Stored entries
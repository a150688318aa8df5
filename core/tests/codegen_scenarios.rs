//! End-to-end scenarios that exercise a full `Compiler::compile` run rather
//! than a single code generator method, covering cases the unit tests in
//! `src/codegen.rs` don't: struct field access, calls past the four
//! register-argument slots, the ternary operator, and `do`/`while`.

use mxcc::{Compiler, CompilerOptions};

fn compile(src: &str) -> String {
    Compiler::compile(src, CompilerOptions::default())
        .unwrap_or_else(|e| panic!("{:#}", e))
        .render()
}

#[test]
fn struct_field_access_reads_through_the_right_offset() {
    let asm = compile(
        r#"
        struct Point { int x; int y; };
        int main() {
            struct Point p;
            p.x = 1;
            p.y = 2;
            return p.y;
        }
        "#,
    );
    // y is the second field, laid out at an 8-byte stride past x.
    assert!(asm.contains("addq\t$8, %rax"));
}

#[test]
fn member_access_through_a_pointer_collapses_first() {
    let asm = compile(
        r#"
        struct Point { int x; int y; };
        int main() {
            struct Point p;
            struct Point* pp;
            pp = &p;
            return (*pp).y;
        }
        "#,
    );
    assert!(asm.contains("addq\t$8, %rax"));
}

#[test]
fn call_with_more_than_four_arguments_spills_to_the_stack() {
    let asm = compile(
        r#"
        int sum6(int a, int b, int c, int d, int e, int f);
        int main() {
            return sum6(1, 2, 3, 4, 5, 6);
        }
        "#,
    );
    // Two stack-passed args land at 32(%rsp) and 40(%rsp), past the 32-byte
    // shadow space; the frame must grow to fit them.
    assert!(asm.contains("subq\t$48, %rsp"));
    assert!(asm.contains("movq\t%rax, 32(%rsp)"));
    assert!(asm.contains("movq\t%rax, 40(%rsp)"));
    assert!(asm.contains("call\tsum6"));
}

#[test]
fn ternary_picks_the_right_branch_label() {
    let asm = compile("int main() { int x; x = 1; return x ? 10 : 20; }");
    assert!(asm.contains("_ternary_else_0"));
    assert!(asm.contains("_ternary_end_0"));
    assert!(asm.contains("movl\t$10, %eax"));
    assert!(asm.contains("movl\t$20, %eax"));
}

#[test]
fn do_while_runs_its_body_before_checking_the_condition() {
    let asm = compile(
        r#"
        int main() {
            int i;
            i = 0;
            do {
                i = i + 1;
            } while (i < 3);
            return i;
        }
        "#,
    );
    assert!(asm.contains("_do_start_0"));
    assert!(asm.contains("_do_cond_0"));
    assert!(asm.contains("jne\t_do_start_0"));
}

#[test]
fn nested_for_loops_get_independent_label_families() {
    let asm = compile(
        r#"
        int main() {
            int i;
            int total;
            total = 0;
            for (i = 0; i < 3; i = i + 1) {
                int j;
                for (j = 0; j < 3; j = j + 1) {
                    total = total + 1;
                }
            }
            return total;
        }
        "#,
    );
    assert!(asm.contains("_for_start_0"));
    assert!(asm.contains("_for_start_1"));
    assert!(asm.contains("_for_continue_0"));
    assert!(asm.contains("_for_continue_1"));
}

#[test]
fn recursive_call_round_trips_through_the_stack() {
    let asm = compile(
        r#"
        int fact(int n) {
            if (n <= 1) return 1;
            return n * fact(n - 1);
        }
        "#,
    );
    assert!(asm.contains(".globl\tfact"));
    assert!(asm.contains("call\tfact"));
}

#[test]
fn string_literal_allocates_and_stores_bytes_via_malloc() {
    let asm = compile(r#"int main() { char* s; s = "hi"; return 0; }"#);
    assert!(asm.contains("movq\t$3, %rcx"));
    assert!(asm.contains("call\tmalloc"));
    assert!(asm.contains("movb\t$104, 0(%rax)"));
    assert!(asm.contains("movb\t$105, 1(%rax)"));
    assert!(asm.contains("movb\t$0, 2(%rax)"));
}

▶ DESCRIPTION OF THE TASK: Which lines of the data contain the string "movl"? Copy each one.

▶ THE ANSWER:
    assert!(asm.contains("movl\t$10, %eax"));
    assert!(asm.contains("movl\t$20, %eax"));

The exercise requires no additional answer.